Cesar Estrada Chavez saw the light of day on March 31, 1927. He was born on a small farm in rural Arizona to Librado and Juana Chavez. Injustice entered his life early on, when he looked on as his family‘s goodwill was used and abused during a “land deal“ that left them heavily mortgaged. During the depression era, when many a family lost all but the very clothes on their backs, Cesar and his family were forced to sell back their farm and leave.
Cesar‘s family sought to make its fortune in the Golden State, and in 1939 they moved to San Jose, California. Work was hard and scarce, forcing the family to labor in the fields around Atascadero, Gonzales, King City, Delano, and Selma as migrant farm workers. The 12-year old Cesar soon found the odds stacked against him when he attended California schools where his native tongue, Spanish, was not spoken. Additionally, his difficulties compounded when he had to change schools time and again in an era of “whites only” signs on the doors and water fountains. He quit school in 1942 after barely finishing eighth grade, taking on the lifestyle of a full-time migrant farm worker. This life was full of prejudice, racism, disadvantage, and outright animosity toward him and his colleagues.

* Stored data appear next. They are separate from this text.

//! `VideoDecoder` abstraction and its platform implementations.

use std::time::Instant;

use scrcpy_common::error::Result;

use crate::NalUnit;

#[derive(Debug, Clone, Copy, PartialEq, Eq)]
pub enum PixelFormat {
    /// 4:2:0 biplanar, matches VideoToolbox's preferred output.
    Nv12,
}

/// A decoded image delivered by a `VideoDecoder`. Planes are copied out of
/// whatever platform buffer produced them so the frame is plain, owned,
/// `Send` data by the time it reaches the `FrameBuffer`.
#[derive(Debug, Clone)]
pub struct DecodedVideoFrame {
    pub width: u16,
    pub height: u16,
    pub format: PixelFormat,
    pub presentation: Instant,
    /// Plane bytes, Y followed by interleaved UV for `Nv12`.
    pub planes: Vec<u8>,
    pub y_stride: u32,
}

pub type FrameHandler = Box<dyn FnMut(DecodedVideoFrame) + Send>;

/// Platform-abstracted hardware (preferred) or software video decoder.
///
/// `initialize_h264`/`initialize_h265` must be called, and succeed, before
/// `decode` accepts VCL NAL units; `is_ready` gates that precondition for
/// callers. `reset` tears the decoder down without destroying the
/// `VideoDecoder` value itself, for reuse across an SPS change
/// (`handle_sps_changed`).
pub trait VideoDecoder: Send {
    fn initialize_h264(&mut self, sps: &[u8], pps: &[u8]) -> Result<()>;
    fn initialize_h265(&mut self, vps: &[u8], sps: &[u8], pps: &[u8]) -> Result<()>;
    fn is_ready(&self) -> bool;
    fn decode(&mut self, nal: &NalUnit) -> Result<()>;
    fn reset(&mut self);
    fn set_frame_handler(&mut self, handler: FrameHandler);
}

#[cfg(target_os = "macos")]
mod mac;
#[cfg(target_os = "macos")]
pub use mac::MacVideoDecoder;

mod software;
pub use software::SoftwareVideoDecoder;
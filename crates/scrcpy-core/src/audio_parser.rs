//! Audio stream demultiplexer: a length-prefixed packet framing with
//! PTS and flag bits, behind a one-time codec-id prologue.

use scrcpy_codecs::audio::AudioCodecId;

const PTS_CONFIG_BIT: u64 = 1 << 63;
const PTS_KEY_BIT: u64 = 1 << 62;
const PTS_MASK: u64 = (1 << 62) - 1;

#[derive(Debug, Clone, PartialEq)]
pub struct AudioPacket {
    pub pts_us: u64,
    pub is_config: bool,
    pub is_key: bool,
    pub payload: Vec<u8>,
}

#[derive(Debug, Clone, Copy, PartialEq, Eq)]
enum State {
    NeedCodecId,
    NeedPacket,
}

pub type CodecIdHandler = Box<dyn FnMut(u32, Option<AudioCodecId>) + Send>;
pub type ConfigPacketHandler = Box<dyn FnMut(&[u8], u32) + Send>;
pub type AudioPacketHandler = Box<dyn FnMut(&AudioPacket) + Send>;

pub struct AudioStreamParser {
    state: State,
    buf: Vec<u8>,
    codec_id: Option<u32>,
    on_codec_id: Option<CodecIdHandler>,
    on_config_packet: Option<ConfigPacketHandler>,
    on_audio_packet: Option<AudioPacketHandler>,
}

impl AudioStreamParser {
    pub fn new() -> Self {
        Self {
            state: State::NeedCodecId,
            buf: Vec::new(),
            codec_id: None,
            on_codec_id: None,
            on_config_packet: None,
            on_audio_packet: None,
        }
    }

    pub fn set_on_codec_id_parsed(&mut self, handler: CodecIdHandler) {
        self.on_codec_id = Some(handler);
    }

    pub fn set_on_config_packet(&mut self, handler: ConfigPacketHandler) {
        self.on_config_packet = Some(handler);
    }

    pub fn set_on_audio_packet(&mut self, handler: AudioPacketHandler) {
        self.on_audio_packet = Some(handler);
    }

    pub fn codec_id(&self) -> Option<u32> {
        self.codec_id
    }

    /// Clears buffered bytes and the codec id, requiring a fresh
    /// codec-id prologue on the next `append`. Handlers are kept.
    pub fn reset(&mut self) {
        self.buf.clear();
        self.codec_id = None;
        self.state = State::NeedCodecId;
    }

    pub fn append(&mut self, bytes: &[u8]) {
        self.buf.extend_from_slice(bytes);
        loop {
            match self.state {
                State::NeedCodecId => {
                    if self.buf.len() < 4 {
                        return;
                    }
                    let id = u32::from_be_bytes(self.buf[0..4].try_into().unwrap());
                    self.buf.drain(0..4);
                    self.codec_id = Some(id);
                    if let Some(handler) = self.on_codec_id.as_mut() {
                        handler(id, AudioCodecId::from_fourcc(id));
                    }
                    self.state = State::NeedPacket;
                }
                State::NeedPacket => {
                    if self.buf.len() < 12 {
                        return;
                    }
                    let pts_and_flags = u64::from_be_bytes(self.buf[0..8].try_into().unwrap());
                    let size = u32::from_be_bytes(self.buf[8..12].try_into().unwrap()) as usize;
                    if self.buf.len() < 12 + size {
                        return;
                    }
                    let payload = self.buf[12..12 + size].to_vec();
                    self.buf.drain(0..12 + size);

                    let is_config = pts_and_flags & PTS_CONFIG_BIT != 0;
                    let is_key = pts_and_flags & PTS_KEY_BIT != 0;
                    let pts_us = pts_and_flags & PTS_MASK;

                    if is_config {
                        if let Some(handler) = self.on_config_packet.as_mut() {
                            handler(&payload, self.codec_id.unwrap_or(0));
                        }
                    }
                    let packet = AudioPacket {
                        pts_us,
                        is_config,
                        is_key,
                        payload,
                    };
                    if let Some(handler) = self.on_audio_packet.as_mut() {
                        handler(&packet);
                    }
                }
            }
        }
    }
}

impl Default for AudioStreamParser {
    fn default() -> Self {
        Self::new()
    }
}

#[cfg(test)]
mod tests {
    use super::*;
    use std::sync::{Arc, Mutex};

    fn encode_packet(pts: u64, is_config: bool, is_key: bool, payload: &[u8]) -> Vec<u8> {
        let mut flags = pts & PTS_MASK;
        if is_config {
            flags |= PTS_CONFIG_BIT;
        }
        if is_key {
            flags |= PTS_KEY_BIT;
        }
        let mut out = Vec::new();
        out.extend_from_slice(&flags.to_be_bytes());
        out.extend_from_slice(&(payload.len() as u32).to_be_bytes());
        out.extend_from_slice(payload);
        out
    }

    #[test]
    fn round_trips_codec_id_and_packets() {
        let mut parser = AudioStreamParser::new();
        let received: Arc<Mutex<Vec<AudioPacket>>> = Arc::new(Mutex::new(Vec::new()));
        let received_clone = received.clone();
        parser.set_on_audio_packet(Box::new(move |p| {
            received_clone.lock().unwrap().push(p.clone());
        }));

        let mut stream = b"raw\0".to_vec();
        stream.extend(encode_packet(1000, false, true, &[0x00, 0x00, 0x00, 0x40]));
        stream.extend(encode_packet(2000, false, false, &[0x01, 0x02]));

        parser.append(&stream);
        assert_eq!(parser.codec_id(), Some(0x7261_7700));
        let got = received.lock().unwrap();
        assert_eq!(got.len(), 2);
        assert_eq!(got[0].pts_us, 1000);
        assert!(got[0].is_key);
        assert_eq!(got[1].payload, vec![0x01, 0x02]);
    }

    #[test]
    fn truncated_suffix_emits_nothing_until_completed() {
        let mut parser = AudioStreamParser::new();
        let count = Arc::new(Mutex::new(0));
        let count_clone = count.clone();
        parser.set_on_audio_packet(Box::new(move |_| {
            *count_clone.lock().unwrap() += 1;
        }));

        let mut stream = b"opus".to_vec();
        stream.extend(encode_packet(0, false, false, &[0xAA; 8]));

        let (head, tail) = stream.split_at(stream.len() - 3);
        parser.append(head);
        assert_eq!(*count.lock().unwrap(), 0);
        parser.append(tail);
        assert_eq!(*count.lock().unwrap(), 1);
    }

    #[test]
    fn config_packet_fires_config_handler() {
        let mut parser = AudioStreamParser::new();
        let config_seen = Arc::new(Mutex::new(false));
        let config_seen_clone = config_seen.clone();
        parser.set_on_config_packet(Box::new(move |_bytes, _codec| {
            *config_seen_clone.lock().unwrap() = true;
        }));

        let mut stream = b"aac\0".to_vec();
        stream.extend(encode_packet(0, true, false, &[0x11, 0x90]));
        parser.append(&stream);
        assert!(*config_seen.lock().unwrap());
    }
}
//! `AudioDecoder` variants: RAW, AAC, OPUS, all normalized to interleaved
//! Float32 PCM.

use scrcpy_common::error::Result;

mod aac;
mod raw;

pub use aac::AacAudioDecoder;
pub use raw::RawAudioDecoder;

#[cfg(feature = "opus-support")]
mod opus_codec;
#[cfg(feature = "opus-support")]
pub use opus_codec::OpusAudioDecoder;

/// 32-bit fourcc identifying the audio codec.
#[derive(Debug, Clone, Copy, PartialEq, Eq)]
pub enum AudioCodecId {
    Opus,
    Aac,
    Flac,
    Raw,
}

impl AudioCodecId {
    /// `id` is the big-endian u32 read from the head of the audio stream.
    pub fn from_fourcc(id: u32) -> Option<Self> {
        match id {
            0x6f70_7573 => Some(AudioCodecId::Opus), // "opus"
            0x6161_6300 => Some(AudioCodecId::Aac),  // "aac\0"
            0x666c_6163 => Some(AudioCodecId::Flac), // "flac"
            0x7261_7700 => Some(AudioCodecId::Raw),  // "raw\0"
            _ => None,
        }
    }
}

#[derive(Debug, Clone, Copy, PartialEq, Eq)]
pub struct PcmFormat {
    pub sample_rate: u32,
    pub channels: u8,
}

#[derive(Debug, Clone)]
pub struct AudioFrame {
    /// Interleaved Float32 samples.
    pub pcm: Vec<f32>,
    pub format: PcmFormat,
}

pub type AudioHandler = Box<dyn FnMut(AudioFrame) + Send>;

/// Common surface across RAW/AAC/OPUS decoders.
pub trait AudioDecoder: Send {
    fn initialize(&mut self, sample_rate: u32, channels: u8) -> Result<()>;
    fn process_config_packet(&mut self, bytes: &[u8]) -> Result<()>;
    fn decode(&mut self, payload: &[u8], pts_us: u64, is_key: bool) -> Result<()>;
    fn reset(&mut self);
    fn output_format(&self) -> PcmFormat;
    fn set_audio_handler(&mut self, handler: AudioHandler);
}

#[cfg(test)]
mod tests {
    use super::*;

    #[test]
    fn fourcc_decoding() {
        assert_eq!(AudioCodecId::from_fourcc(0x6f70_7573), Some(AudioCodecId::Opus));
        assert_eq!(AudioCodecId::from_fourcc(0x6161_6300), Some(AudioCodecId::Aac));
        assert_eq!(AudioCodecId::from_fourcc(0x666c_6163), Some(AudioCodecId::Flac));
        assert_eq!(AudioCodecId::from_fourcc(0x7261_7700), Some(AudioCodecId::Raw));
        assert_eq!(AudioCodecId::from_fourcc(0xdead_beef), None);
    }
}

In 1946 Cesar enlisted in the U.S. Navy, served two years in the Western Pacific during the aftermath of World War II, and then went back to his regular life. In the meantime he met, and in 1948 married, Helen Fabela. The two packed up and moved to Delano to settle down. Ordinarily one might now expect the story to continue in line with the elder Chavez’ life, but Cesar refused to let injustice stand unchallenged, and his name became soon known when in 1952 he joined up with the Latin civil rights group named Community Service Organization.
During his tenure with this organization, Cesar Chavez fought to counteract racism and financial injustices. Through iron determination he later founded the National Farm Workers Association (also known as United Farm Workers of America) in 1962.

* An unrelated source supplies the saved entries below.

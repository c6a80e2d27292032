//! A decoder with no hardware dependency: used on platforms without a
//! VideoToolbox-equivalent binding and in tests, where asserting on actual
//! pixel content is not the point — only that the `VideoDecoder` contract
//! (parameter-set gating, reset-on-SPS-change, one frame out per VCL in)
//! holds.

use std::time::Instant;

use scrcpy_common::error::{Error, Result};

use crate::video::{DecodedVideoFrame, FrameHandler, PixelFormat, VideoDecoder};
use crate::NalUnit;

pub struct SoftwareVideoDecoder {
    ready: bool,
    width: u16,
    height: u16,
    handler: Option<FrameHandler>,
}

impl SoftwareVideoDecoder {
    pub fn new() -> Self {
        Self {
            ready: false,
            width: 0,
            height: 0,
            handler: None,
        }
    }
}

impl Default for SoftwareVideoDecoder {
    fn default() -> Self {
        Self::new()
    }
}

impl VideoDecoder for SoftwareVideoDecoder {
    fn initialize_h264(&mut self, sps: &[u8], pps: &[u8]) -> Result<()> {
        if sps.is_empty() || pps.is_empty() {
            return Err(Error::decode_failed("empty SPS or PPS"));
        }
        self.ready = true;
        Ok(())
    }

    fn initialize_h265(&mut self, vps: &[u8], sps: &[u8], pps: &[u8]) -> Result<()> {
        if vps.is_empty() || sps.is_empty() || pps.is_empty() {
            return Err(Error::decode_failed("empty VPS, SPS, or PPS"));
        }
        self.ready = true;
        Ok(())
    }

    fn is_ready(&self) -> bool {
        self.ready
    }

    fn decode(&mut self, nal: &NalUnit) -> Result<()> {
        if !self.ready {
            return Err(Error::decode_failed("decoder not initialized"));
        }
        let width = if self.width == 0 { 1080 } else { self.width };
        let height = if self.height == 0 { 1920 } else { self.height };
        let plane_len = (width as usize) * (height as usize) * 3 / 2;
        let frame = DecodedVideoFrame {
            width,
            height,
            format: PixelFormat::Nv12,
            presentation: Instant::now(),
            planes: vec![0u8; plane_len],
            y_stride: width as u32,
        };
        if let Some(handler) = self.handler.as_mut() {
            handler(frame);
        }
        let _ = nal;
        Ok(())
    }

    fn reset(&mut self) {
        self.ready = false;
    }

    fn set_frame_handler(&mut self, handler: FrameHandler) {
        self.handler = Some(handler);
    }
}

#[cfg(test)]
mod tests {
    use super::*;
    use crate::NalKind;

    #[test]
    fn rejects_decode_before_init() {
        let mut dec = SoftwareVideoDecoder::new();
        let nal = NalUnit {
            kind: NalKind::Vcl,
            data: vec![0x65, 0x01],
        };
        assert!(dec.decode(&nal).is_err());
    }

    #[test]
    fn emits_one_frame_per_vcl_once_ready() {
        let mut dec = SoftwareVideoDecoder::new();
        dec.initialize_h264(&[0x67, 0x42], &[0x68, 0x00]).unwrap();
        let count = std::sync::Arc::new(std::sync::Mutex::new(0usize));
        let count_clone = count.clone();
        dec.set_frame_handler(Box::new(move |_frame| {
            *count_clone.lock().unwrap() += 1;
        }));
        let nal = NalUnit {
            kind: NalKind::Vcl,
            data: vec![0x65, 0x01],
        };
        dec.decode(&nal).unwrap();
        dec.decode(&nal).unwrap();
        assert_eq!(*count.lock().unwrap(), 2);
    }

    #[test]
    fn reset_requires_reinitialization() {
        let mut dec = SoftwareVideoDecoder::new();
        dec.initialize_h264(&[0x67], &[0x68]).unwrap();
        dec.reset();
        assert!(!dec.is_ready());
    }
}
//! Incremental video elementary-stream parser.
//!
//! Supports two wire shapes, chosen once per session (see DESIGN.md):
//! Annex-B start-code delimited NAL units, or scrcpy's per-packet
//! metadata framing (the same 12-byte header shape used by the audio
//! stream) wrapping one complete NAL per packet.

use tracing::{debug, warn};

use scrcpy_codecs::{classify_nal, NalKind, NalUnit};
use scrcpy_common::config::VideoCodecKind;
pub use scrcpy_common::config::VideoFraming;

const START_CODE_3: [u8; 3] = [0x00, 0x00, 0x01];

pub type SpsChangedHandler = Box<dyn FnMut(&[u8]) + Send>;

pub struct VideoStreamParser {
    codec: VideoCodecKind,
    framing: VideoFraming,
    buf: Vec<u8>,
    vps: Option<Vec<u8>>,
    sps: Option<Vec<u8>>,
    pps: Option<Vec<u8>>,
    on_sps_changed: Option<SpsChangedHandler>,
}

impl VideoStreamParser {
    pub fn new(codec: VideoCodecKind, framing: VideoFraming) -> Self {
        Self {
            codec,
            framing,
            buf: Vec::new(),
            vps: None,
            sps: None,
            pps: None,
            on_sps_changed: None,
        }
    }

    pub fn set_on_sps_changed(&mut self, handler: SpsChangedHandler) {
        self.on_sps_changed = Some(handler);
    }

    pub fn has_complete_parameter_sets(&self) -> bool {
        match self.codec {
            VideoCodecKind::H264 => self.sps.is_some() && self.pps.is_some(),
            VideoCodecKind::H265 => self.vps.is_some() && self.sps.is_some() && self.pps.is_some(),
        }
    }

    pub fn sps(&self) -> Option<&[u8]> {
        self.sps.as_deref()
    }

    pub fn pps(&self) -> Option<&[u8]> {
        self.pps.as_deref()
    }

    pub fn vps(&self) -> Option<&[u8]> {
        self.vps.as_deref()
    }

    /// Clears the byte buffer and parameter-set cache; keeps codec/framing.
    pub fn reset(&mut self) {
        self.buf.clear();
        self.vps = None;
        self.sps = None;
        self.pps = None;
    }

    pub fn append(&mut self, bytes: &[u8]) -> Vec<NalUnit> {
        self.buf.extend_from_slice(bytes);
        match self.framing {
            VideoFraming::AnnexB => self.drain_annex_b(),
            VideoFraming::MetadataFramed => self.drain_metadata_framed(),
        }
    }

    fn drain_annex_b(&mut self) -> Vec<NalUnit> {
        let mut out = Vec::new();
        let starts = find_start_codes(&self.buf);
        if starts.len() < 2 {
            return out;
        }
        // The last start code might begin a NAL we haven't fully received
        // yet, so only NALs bounded on both sides are emitted.
        for window in starts.windows(2) {
            let (start, start_len) = window[0];
            let (next_start, _) = window[1];
            let payload_start = start + start_len;
            let payload = &self.buf[payload_start..next_start];
            if let Some(unit) = self.classify_and_track(payload) {
                out.push(unit);
            }
        }
        let (last_start, _) = starts[starts.len() - 1];
        self.buf.drain(0..last_start);
        out
    }

    fn drain_metadata_framed(&mut self) -> Vec<NalUnit> {
        const MAX_SANE_PACKET: usize = 64 * 1024 * 1024;
        let mut out = Vec::new();
        loop {
            if self.buf.len() < 12 {
                break;
            }
            let size = u32::from_be_bytes(self.buf[8..12].try_into().unwrap()) as usize;
            if size > MAX_SANE_PACKET {
                warn!(size, "implausible video packet size, dropping a byte to resync");
                self.buf.drain(0..1);
                continue;
            }
            if self.buf.len() < 12 + size {
                break;
            }
            let payload = self.buf[12..12 + size].to_vec();
            if let Some(unit) = self.classify_and_track(&payload) {
                out.push(unit);
            }
            self.buf.drain(0..12 + size);
        }
        out
    }

    fn classify_and_track(&mut self, payload: &[u8]) -> Option<NalUnit> {
        if payload.is_empty() {
            return None;
        }
        let kind = classify_nal(self.codec, payload);
        match kind {
            NalKind::Sps => {
                let changed = self.sps.as_deref() != Some(payload);
                if changed {
                    self.sps = Some(payload.to_vec());
                    debug!(len = payload.len(), "SPS stored");
                    if let Some(handler) = self.on_sps_changed.as_mut() {
                        handler(payload);
                    }
                }
            }
            NalKind::Pps => {
                self.pps = Some(payload.to_vec());
            }
            NalKind::Vps => {
                self.vps = Some(payload.to_vec());
            }
            NalKind::Vcl | NalKind::Other => {}
        }
        Some(NalUnit {
            kind,
            data: payload.to_vec(),
        })
    }
}

/// Returns `(offset_of_start_code, start_code_len)` for every Annex-B
/// start code (`00 00 01` or `00 00 00 01`) found in `buf`, in order.
fn find_start_codes(buf: &[u8]) -> Vec<(usize, usize)> {
    let mut out = Vec::new();
    let mut i = 0;
    while i + 3 <= buf.len() {
        if buf[i..i + 3] == START_CODE_3 {
            if i > 0 && buf[i - 1] == 0x00 {
                out.push((i - 1, 4));
            } else {
                out.push((i, 3));
            }
            i += 3;
        } else {
            i += 1;
        }
    }
    out
}

#[cfg(test)]
mod tests {
    use super::*;

    fn annex_b(nal: &[u8]) -> Vec<u8> {
        let mut v = vec![0x00, 0x00, 0x00, 0x01];
        v.extend_from_slice(nal);
        v
    }

    #[test]
    fn assembles_sps_pps_vcl_across_arbitrary_splits() {
        let mut parser = VideoStreamParser::new(VideoCodecKind::H264, VideoFraming::AnnexB);
        let sps = annex_b(&[0x67, 0x42, 0x00, 0x1e]);
        let pps = annex_b(&[0x68, 0xce, 0x3c, 0x80]);
        let vcl = annex_b(&[0x65, 0x88, 0x84]);

        let mut stream = Vec::new();
        stream.extend_from_slice(&sps);
        stream.extend_from_slice(&pps);
        stream.extend_from_slice(&vcl);

        // split arbitrarily across three appends
        let (a, rest) = stream.split_at(3);
        let (b, c) = rest.split_at(stream.len() - 3 - 5);

        let mut units = parser.append(a);
        units.extend(parser.append(b));
        units.extend(parser.append(c));

        assert!(parser.has_complete_parameter_sets());
        let vcl_units: Vec<_> = units.iter().filter(|u| u.kind == NalKind::Vcl).collect();
        assert_eq!(vcl_units.len(), 1);
    }

    #[test]
    fn sps_change_fires_once_and_updates_cache() {
        let mut parser = VideoStreamParser::new(VideoCodecKind::H264, VideoFraming::AnnexB);
        let fired = std::sync::Arc::new(std::sync::Mutex::new(0));
        let fired_clone = fired.clone();
        parser.set_on_sps_changed(Box::new(move |_| {
            *fired_clone.lock().unwrap() += 1;
        }));

        let sps1 = annex_b(&[0x67, 0x01]);
        let sps2 = annex_b(&[0x67, 0x02]);
        let pps = annex_b(&[0x68, 0x00]);
        let vcl = annex_b(&[0x65, 0x00]);

        let mut stream = Vec::new();
        stream.extend_from_slice(&sps1);
        stream.extend_from_slice(&pps);
        stream.extend_from_slice(&vcl);
        stream.extend_from_slice(&sps2);
        stream.extend_from_slice(&pps);
        stream.extend_from_slice(&vcl);
        stream.extend_from_slice(&annex_b(&[0x09])); // trailing AUD to flush last VCL

        parser.append(&stream);
        assert_eq!(*fired.lock().unwrap(), 1);
        assert_eq!(parser.sps(), Some(&[0x67, 0x02][..]));
    }

    #[test]
    fn metadata_framed_mode_consumes_whole_packets() {
        let mut parser = VideoStreamParser::new(VideoCodecKind::H264, VideoFraming::MetadataFramed);
        let mut packet = Vec::new();
        packet.extend_from_slice(&0u64.to_be_bytes());
        let nal = [0x67, 0x42];
        packet.extend_from_slice(&(nal.len() as u32).to_be_bytes());
        packet.extend_from_slice(&nal);

        let units = parser.append(&packet[..packet.len() - 1]);
        assert!(units.is_empty());
        let units = parser.append(&packet[packet.len() - 1..]);
        assert_eq!(units.len(), 1);
        assert_eq!(units[0].kind, NalKind::Sps);
    }
}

In spite of financial setbacks, Mr. Chavez kept the union going, and by 1970 he was able to get union contracts accepted by local grape growers. Relying heavily on non-violent methodology, and instead giving power to the people (as could be seen in the Delano Grape Strike) to stand up for themselves, he was able to direct the population’s attention to the suffering the farm workers endured for the sake of the little monies they were paid. What wagging tongues considered a publicity stunt, propelled him into the limelight in 1968, when he staged a 25-day water only fast to bring attention to the dismal working conditions farm workers faced.
Because of his tireless efforts, farm workers were able to share in the profits of their labors on a more equitable basis, and soon fairer wages, medical coverage, and even pensions were among the benefits they could enjoy.
Sadly at age 66, on April 23, 1993, Cesar Chavez died. Nonetheless, thanks to the impact his life and struggles had on his immediate family and also his friends, his legacy lives on in the Cesar E. Chavez Foundation which was established in 1993. One year later his memory was honored with the posthumous award of the Presidential Medal of Freedom, which Mrs. Chavez accepted from President Clinton.